(WHAT NEEDS TO BE DONE):
Within this listing, how many lines include the word "ResponsePdu"? Only the number should be given.

(LISTED RECORDS):
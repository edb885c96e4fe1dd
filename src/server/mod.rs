// SPDX-FileCopyrightText: Copyright (c) 2018-2025 slowtec GmbH <post@slowtec.de>
// SPDX-License-Identifier: MIT OR Apache-2.0

mod device;
mod store;

pub use self::{device::*, store::*};

use crate::{frame::*, limits};
use alloc::vec::Vec;
use core::ops::RangeInclusive;

type ExecResult = Result<Response, Exception>;

impl Request {
    /// Process the request against a server device.
    ///
    /// All parameters are validated before the store is touched.
    /// Violations are answered with an exception response.
    pub fn execute<C>(&self, ctx: &mut C) -> ResponsePdu
    where
        C: DataStore + DeviceStatus,
    {
        let function = FunctionCode::from(self);
        let rsp = self.process(ctx).map_err(|exception| {
            #[cfg(feature = "log")]
            log::warn!(
                "Responding to request 0x{:0>2X} with exception: {exception}",
                function.value()
            );
            ExceptionResponse {
                function,
                exception,
            }
        });
        ResponsePdu(rsp)
    }

    fn process<C>(&self, ctx: &mut C) -> ExecResult
    where
        C: DataStore + DeviceStatus,
    {
        use crate::frame::Request::*;

        let rsp = match self {
            ReadCoils(address, quantity) => {
                let bits = read_bits(ctx, Table::Coils, *address, *quantity)?;
                Response::ReadCoils(bits)
            }
            ReadDiscreteInputs(address, quantity) => {
                let bits = read_bits(ctx, Table::DiscreteInputs, *address, *quantity)?;
                Response::ReadDiscreteInputs(bits)
            }
            ReadHoldingRegisters(address, quantity) => {
                let words = read_registers(ctx, Table::HoldingRegisters, *address, *quantity)?;
                Response::ReadHoldingRegisters(words)
            }
            ReadInputRegisters(address, quantity) => {
                let words = read_registers(ctx, Table::InputRegisters, *address, *quantity)?;
                Response::ReadInputRegisters(words)
            }
            WriteSingleCoil(address, state) => {
                check_address(ctx, Table::Coils, *address, 1)?;
                write_bits(ctx, *address, &[*state])?;
                Response::WriteSingleCoil(*address, *state)
            }
            WriteSingleRegister(address, word) => {
                check_address(ctx, Table::HoldingRegisters, *address, 1)?;
                write_registers(ctx, *address, &[*word])?;
                Response::WriteSingleRegister(*address, *word)
            }
            WriteMultipleCoils(address, coils) => {
                let quantity = quantity_of(coils.len(), limits::WRITE_COILS)?;
                check_address(ctx, Table::Coils, *address, quantity)?;
                let bits: Vec<_> = coils.iter().collect();
                write_bits(ctx, *address, &bits)?;
                Response::WriteMultipleCoils(*address, quantity)
            }
            WriteMultipleRegisters(address, data) => {
                let quantity = quantity_of(data.len(), limits::WRITE_REGISTERS)?;
                check_address(ctx, Table::HoldingRegisters, *address, quantity)?;
                let words: Vec<_> = data.iter().collect();
                write_registers(ctx, *address, &words)?;
                Response::WriteMultipleRegisters(*address, quantity)
            }
            ReadWriteMultipleRegisters(read_address, read_quantity, write_address, data) => {
                check_quantity(*read_quantity, limits::READ_REGISTERS)?;
                let write_quantity = quantity_of(data.len(), limits::READ_WRITE_REGISTERS)?;
                check_address(ctx, Table::HoldingRegisters, *write_address, write_quantity)?;
                check_address(ctx, Table::HoldingRegisters, *read_address, *read_quantity)?;
                let words: Vec<_> = data.iter().collect();
                write_registers(ctx, *write_address, &words)?;
                let words =
                    ctx.read_registers(Table::HoldingRegisters, *read_address, *read_quantity);
                Response::ReadWriteMultipleRegisters(Data::from_words(&words))
            }
            ReadExceptionStatus => Response::ReadExceptionStatus(ctx.exception_status_summary()),
            GetCommEventCounter => {
                Response::GetCommEventCounter(comm_status(ctx), ctx.event_counter())
            }
            GetCommEventLog => {
                let mut events = ctx.event_log();
                events.truncate(limits::MAX_EVENT_LOG_LEN);
                Response::GetCommEventLog(
                    comm_status(ctx),
                    ctx.event_counter(),
                    ctx.bus_message_count(),
                    events,
                )
            }
            ReportServerId => {
                let (server_id, run_status) = ctx.slave_id_summary();
                Response::ReportServerId(server_id, run_status)
            }
            Custom(_, _) => return Err(Exception::IllegalFunction),
        };
        Ok(rsp)
    }
}

fn comm_status<D: DeviceStatus>(device: &D) -> CommStatus {
    if device.busy() {
        CommStatus::Busy
    } else {
        CommStatus::Ready
    }
}

fn read_bits<S: DataStore>(
    store: &S,
    table: Table,
    address: Address,
    quantity: Quantity,
) -> Result<Coils, Exception> {
    check_quantity(quantity, limits::READ_BITS)?;
    check_address(store, table, address, quantity)?;
    let bits = store.read_bits(table, address, quantity);
    Ok(Coils::from_bools(&bits))
}

fn read_registers<S: DataStore>(
    store: &S,
    table: Table,
    address: Address,
    quantity: Quantity,
) -> Result<Data, Exception> {
    check_quantity(quantity, limits::READ_REGISTERS)?;
    check_address(store, table, address, quantity)?;
    let words = store.read_registers(table, address, quantity);
    Ok(Data::from_words(&words))
}

fn write_bits<S: DataStore>(
    store: &mut S,
    address: Address,
    bits: &[Coil],
) -> Result<(), Exception> {
    store.write_bits(address, bits).inspect_err(|_err| {
        #[cfg(feature = "log")]
        log::warn!("Failed to write {} coil(s) at {address}: {_err}", bits.len());
    })
}

fn write_registers<S: DataStore>(
    store: &mut S,
    address: Address,
    words: &[Word],
) -> Result<(), Exception> {
    store.write_registers(address, words).inspect_err(|_err| {
        #[cfg(feature = "log")]
        log::warn!("Failed to write {} register(s) at {address}: {_err}", words.len());
    })
}

fn check_quantity(quantity: Quantity, range: RangeInclusive<Quantity>) -> Result<(), Exception> {
    if range.contains(&quantity) {
        Ok(())
    } else {
        Err(Exception::IllegalDataValue)
    }
}

/// Quantity of a write request that carries its values.
fn quantity_of(len: usize, range: RangeInclusive<Quantity>) -> Result<Quantity, Exception> {
    let quantity = Quantity::try_from(len).map_err(|_| Exception::IllegalDataValue)?;
    check_quantity(quantity, range)?;
    Ok(quantity)
}

const fn in_address_space(address: Address, quantity: Quantity) -> bool {
    address as u32 + quantity as u32 <= limits::ADDRESS_SPACE
}

fn check_address<S: DataStore>(
    store: &S,
    table: Table,
    address: Address,
    quantity: Quantity,
) -> Result<(), Exception> {
    if in_address_space(address, quantity) && store.validate(table, address, quantity) {
        Ok(())
    } else {
        Err(Exception::IllegalDataAddress)
    }
}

(RESPONSE TO THIS EXERCISE):
2